Oceanic TWC no longer provides CableCards for HD. You can get a CableCard for SD channels, but if you want HD, you have to use one of their set-top boxes or DVRs. I was a little stunned, but I figured "OK, Tivo had this figured out from the start. So I'll take the set-top box, hook it into Tivo, and use Tivo's magic IR blasters to control the set-top box."

Well.

Turns out that Tivo HD has no facility for inputting HD other than CableCards. (And, just to make it complicated, some people are saying that Oceanic TWC can not legally convert-to-incompatible-form the HD streams of the networks, which provide the majority of the HD content I'd be looking to Tivo (at least until Battlestar Galactica restarts).) (If you thought that forbidding just this kind of practice was the whole point of CableCards, join the crowd.)

So I left my Tivo HD in the box and set up my old Tivo to control the set-top box with IR blasters. "If I need to watch HD, I'll watch it live." Which ticked me off no end.
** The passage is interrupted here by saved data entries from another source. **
//! Workflow bookkeeping rows
//!
//! One row per workflow run: inserted when the run starts, updated when it
//! completes or fails. The orchestrator treats every store error as
//! non-fatal.

use std::collections::HashMap;
use std::path::Path;
use std::sync::{Mutex, MutexGuard};

use chrono::{DateTime, Utc};
use rusqlite::{Connection, OptionalExtension, Row, params};
use serde::{Deserialize, Serialize};

use crate::error::{DualAiError, Result};
use crate::validator::ValidationStatus;

#[derive(Debug, Clone, Copy, PartialEq, Eq, Serialize, Deserialize)]
#[serde(rename_all = "snake_case")]
pub enum RunStatus {
    Running,
    Approved,
    NeedsRevision,
    Rejected,
    Failed,
}

impl RunStatus {
    pub fn as_str(&self) -> &'static str {
        match self {
            Self::Running => "running",
            Self::Approved => "approved",
            Self::NeedsRevision => "needs_revision",
            Self::Rejected => "rejected",
            Self::Failed => "failed",
        }
    }

    pub fn parse(s: &str) -> Option<Self> {
        match s {
            "running" => Some(Self::Running),
            "approved" => Some(Self::Approved),
            "needs_revision" => Some(Self::NeedsRevision),
            "rejected" => Some(Self::Rejected),
            "failed" => Some(Self::Failed),
            _ => None,
        }
    }
}

impl From<ValidationStatus> for RunStatus {
    fn from(status: ValidationStatus) -> Self {
        match status {
            ValidationStatus::Approved => Self::Approved,
            ValidationStatus::NeedsRevision => Self::NeedsRevision,
            ValidationStatus::Rejected => Self::Rejected,
        }
    }
}

#[derive(Debug, Clone, Serialize, Deserialize)]
pub struct WorkflowRun {
    pub id: String,
    pub request_id: String,
    pub content_type: String,
    pub status: RunStatus,
    pub confidence: Option<f64>,
    pub iterations: u32,
    pub error: Option<String>,
    pub started_at: DateTime<Utc>,
    pub completed_at: Option<DateTime<Utc>>,
}

impl WorkflowRun {
    pub fn started(id: &str, request_id: &str, content_type: &str) -> Self {
        Self {
            id: id.to_string(),
            request_id: request_id.to_string(),
            content_type: content_type.to_string(),
            status: RunStatus::Running,
            confidence: None,
            iterations: 0,
            error: None,
            started_at: Utc::now(),
            completed_at: None,
        }
    }
}

pub trait WorkflowStore: Send + Sync {
    fn record_started(&self, run: &WorkflowRun) -> Result<()>;
    fn record_completed(
        &self,
        id: &str,
        status: RunStatus,
        confidence: f64,
        iterations: u32,
    ) -> Result<()>;
    fn record_failed(&self, id: &str, error: &str) -> Result<()>;
    fn get(&self, id: &str) -> Result<Option<WorkflowRun>>;
    /// Most recently started runs first
    fn recent(&self, limit: usize) -> Result<Vec<WorkflowRun>>;
}

fn not_found(id: &str) -> DualAiError {
    DualAiError::Storage {
        message: format!("workflow run {} not found", id),
    }
}

pub struct SqliteWorkflowStore {
    conn: Mutex<Connection>,
}

const SCHEMA: &str = r#"
CREATE TABLE IF NOT EXISTS workflow_runs (
    id TEXT PRIMARY KEY,
    request_id TEXT NOT NULL,
    content_type TEXT NOT NULL,
    status TEXT NOT NULL,
    confidence REAL,
    iterations INTEGER NOT NULL DEFAULT 0,
    error TEXT,
    started_at TEXT NOT NULL,
    completed_at TEXT
);

CREATE INDEX IF NOT EXISTS idx_runs_started ON workflow_runs(started_at);
CREATE INDEX IF NOT EXISTS idx_runs_request ON workflow_runs(request_id);
"#;

impl SqliteWorkflowStore {
    pub fn open<P: AsRef<Path>>(path: P) -> Result<Self> {
        let conn = Connection::open(path.as_ref())?;
        conn.execute_batch("PRAGMA journal_mode=WAL;")?;
        Self::with_connection(conn)
    }

    pub fn open_in_memory() -> Result<Self> {
        Self::with_connection(Connection::open_in_memory()?)
    }

    fn with_connection(conn: Connection) -> Result<Self> {
        conn.execute_batch(SCHEMA)?;
        Ok(Self {
            conn: Mutex::new(conn),
        })
    }

    fn conn(&self) -> MutexGuard<'_, Connection> {
        self.conn.lock().unwrap_or_else(|e| e.into_inner())
    }

    fn row_to_run(row: &Row<'_>) -> rusqlite::Result<WorkflowRun> {
        let status: String = row.get(3)?;
        let started_at: String = row.get(7)?;
        let completed_at: Option<String> = row.get(8)?;
        Ok(WorkflowRun {
            id: row.get(0)?,
            request_id: row.get(1)?,
            content_type: row.get(2)?,
            status: RunStatus::parse(&status).unwrap_or(RunStatus::Failed),
            confidence: row.get(4)?,
            iterations: row.get::<_, i64>(5)?.max(0) as u32,
            error: row.get(6)?,
            started_at: parse_timestamp(&started_at).unwrap_or_default(),
            completed_at: completed_at.as_deref().and_then(parse_timestamp),
        })
    }
}

fn parse_timestamp(s: &str) -> Option<DateTime<Utc>> {
    DateTime::parse_from_rfc3339(s)
        .ok()
        .map(|t| t.with_timezone(&Utc))
}

const SELECT_RUN: &str = "SELECT id, request_id, content_type, status, confidence, iterations, \
     error, started_at, completed_at FROM workflow_runs";

impl WorkflowStore for SqliteWorkflowStore {
    fn record_started(&self, run: &WorkflowRun) -> Result<()> {
        self.conn().execute(
            "INSERT INTO workflow_runs (id, request_id, content_type, status, confidence,
                 iterations, error, started_at, completed_at)
             VALUES (?1, ?2, ?3, ?4, ?5, ?6, ?7, ?8, ?9)",
            params![
                run.id,
                run.request_id,
                run.content_type,
                run.status.as_str(),
                run.confidence,
                run.iterations as i64,
                run.error,
                run.started_at.to_rfc3339(),
                run.completed_at.map(|t| t.to_rfc3339()),
            ],
        )?;
        Ok(())
    }

    fn record_completed(
        &self,
        id: &str,
        status: RunStatus,
        confidence: f64,
        iterations: u32,
    ) -> Result<()> {
        let updated = self.conn().execute(
            "UPDATE workflow_runs SET status = ?2, confidence = ?3, iterations = ?4,
                 completed_at = ?5 WHERE id = ?1",
            params![
                id,
                status.as_str(),
                confidence,
                iterations as i64,
                Utc::now().to_rfc3339()
            ],
        )?;
        if updated == 0 {
            return Err(not_found(id));
        }
        Ok(())
    }

    fn record_failed(&self, id: &str, error: &str) -> Result<()> {
        let updated = self.conn().execute(
            "UPDATE workflow_runs SET status = ?2, error = ?3, completed_at = ?4 WHERE id = ?1",
            params![
                id,
                RunStatus::Failed.as_str(),
                error,
                Utc::now().to_rfc3339()
            ],
        )?;
        if updated == 0 {
            return Err(not_found(id));
        }
        Ok(())
    }

    fn get(&self, id: &str) -> Result<Option<WorkflowRun>> {
        let conn = self.conn();
        let run = conn
            .query_row(
                &format!("{} WHERE id = ?1", SELECT_RUN),
                params![id],
                Self::row_to_run,
            )
            .optional()?;
        Ok(run)
    }

    fn recent(&self, limit: usize) -> Result<Vec<WorkflowRun>> {
        let conn = self.conn();
        let mut stmt = conn.prepare(&format!(
            "{} ORDER BY started_at DESC, rowid DESC LIMIT ?1",
            SELECT_RUN
        ))?;
        let rows = stmt.query_map(params![limit as i64], Self::row_to_run)?;
        let mut runs = Vec::new();
        for row in rows {
            runs.push(row?);
        }
        Ok(runs)
    }
}

/// In-process store, used by tests and when no sqlite path is configured
#[derive(Default)]
pub struct MemoryWorkflowStore {
    runs: Mutex<HashMap<String, WorkflowRun>>,
}

impl MemoryWorkflowStore {
    pub fn new() -> Self {
        Self::default()
    }

    fn runs(&self) -> MutexGuard<'_, HashMap<String, WorkflowRun>> {
        self.runs.lock().unwrap_or_else(|e| e.into_inner())
    }
}

impl WorkflowStore for MemoryWorkflowStore {
    fn record_started(&self, run: &WorkflowRun) -> Result<()> {
        self.runs().insert(run.id.clone(), run.clone());
        Ok(())
    }

    fn record_completed(
        &self,
        id: &str,
        status: RunStatus,
        confidence: f64,
        iterations: u32,
    ) -> Result<()> {
        let mut runs = self.runs();
        let run = runs.get_mut(id).ok_or_else(|| not_found(id))?;
        run.status = status;
        run.confidence = Some(confidence);
        run.iterations = iterations;
        run.completed_at = Some(Utc::now());
        Ok(())
    }

    fn record_failed(&self, id: &str, error: &str) -> Result<()> {
        let mut runs = self.runs();
        let run = runs.get_mut(id).ok_or_else(|| not_found(id))?;
        run.status = RunStatus::Failed;
        run.error = Some(error.to_string());
        run.completed_at = Some(Utc::now());
        Ok(())
    }

    fn get(&self, id: &str) -> Result<Option<WorkflowRun>> {
        Ok(self.runs().get(id).cloned())
    }

    fn recent(&self, limit: usize) -> Result<Vec<WorkflowRun>> {
        let mut runs: Vec<WorkflowRun> = self.runs().values().cloned().collect();
        runs.sort_by(|a, b| b.started_at.cmp(&a.started_at));
        runs.truncate(limit);
        Ok(runs)
    }
}
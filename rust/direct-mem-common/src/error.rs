use thiserror::Error;

#[derive(Debug, Error)]
#[error(transparent)]
pub struct Error(Box<ErrorKind>);

pub type StdErrorBoxed = Box<dyn std::error::Error + Send + Sync + 'static>;

impl Error {
    pub fn kind(&self) -> &ErrorKind {
        self.0.as_ref()
    }

    pub fn into_kind(self) -> ErrorKind {
        *self.0
    }

    pub fn invalid_arg(name: impl Into<String>, message: impl Into<String>) -> Error {
        Error(
            ErrorKind::InvalidArgument {
                name: name.into(),
                message: message.into(),
            }
            .into(),
        )
    }

    /// Returns `true` if this error was raised for an argument that violates
    /// the callee's contract.
    pub fn is_invalid_arg(&self) -> bool {
        matches!(self.kind(), ErrorKind::InvalidArgument { .. })
    }
}

#[derive(Debug, Error)]
pub enum ErrorKind {
    #[error("invalid argument {name}: {message}")]
    InvalidArgument { name: String, message: String },
}

impl From<ErrorKind> for Error {
    fn from(kind: ErrorKind) -> Self {
        Error(kind.into())
    }
}

#[cfg(test)]
mod tests {
    use super::*;

    #[test]
    fn test_invalid_arg_display() {
        let e = Error::invalid_arg("code", "must be in the catalog");
        assert!(e.is_invalid_arg());
        assert_eq!(
            e.to_string(),
            "invalid argument code: must be in the catalog"
        );
    }
}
Not only is watching live TV unthinkable after you've gotten used to a DVR, watching live sports in Hawai'i is difficult due to the 3 hour time shift.

Even worse, the picture quality on shows recorded via the set-top box is noticeably worse than shows from the previous week, when they were recorded straight off our previous non-digital cable service. I suspect this has to do with double-compression: we had been recording analog and applying Tivo's compression to it; now we have a digitally-compressed stream decoded by the set-top box, sent to the Tivo and recompressed, naturally resulting in many more artifacts and general degradation of quality.

So to summarize:

  • HD picture quality is mind-blowing, but we only get about a dozen channels in HD (networks, TBS and TNT, Discovery, and National Geographic, and then two showcase/movie channels).
  • If I want to time-shift HD, I have to use Oceanic's DVR, which if it's anything like their set-top box interface, will be hideous
  • I can use Tivo, but only on SD channels.
    • I can use Tivo HD, which will probably record SD channels better, but I'll still have to keep the set-top box near the TV in case I want to watch HD. Plus, Tivo HD has a monthly fee.
    • I can use my old Tivo, in which case
      • Picture quality via the set-top box is hideous, or
      • I can go back to basic cable and never be able to see HD broadcasting
  • Oh, and then when I went to watch a rented HD DVD movie last night, I ran afoul of what smells tremendously like some form of DRM .

I'm definitely going to live with the status quo through the playoffs (or at least through the Red Sox run). Manny Ramirez' homerun last night looked awesome in HD.

But after that, I have no idea what I'm going to do.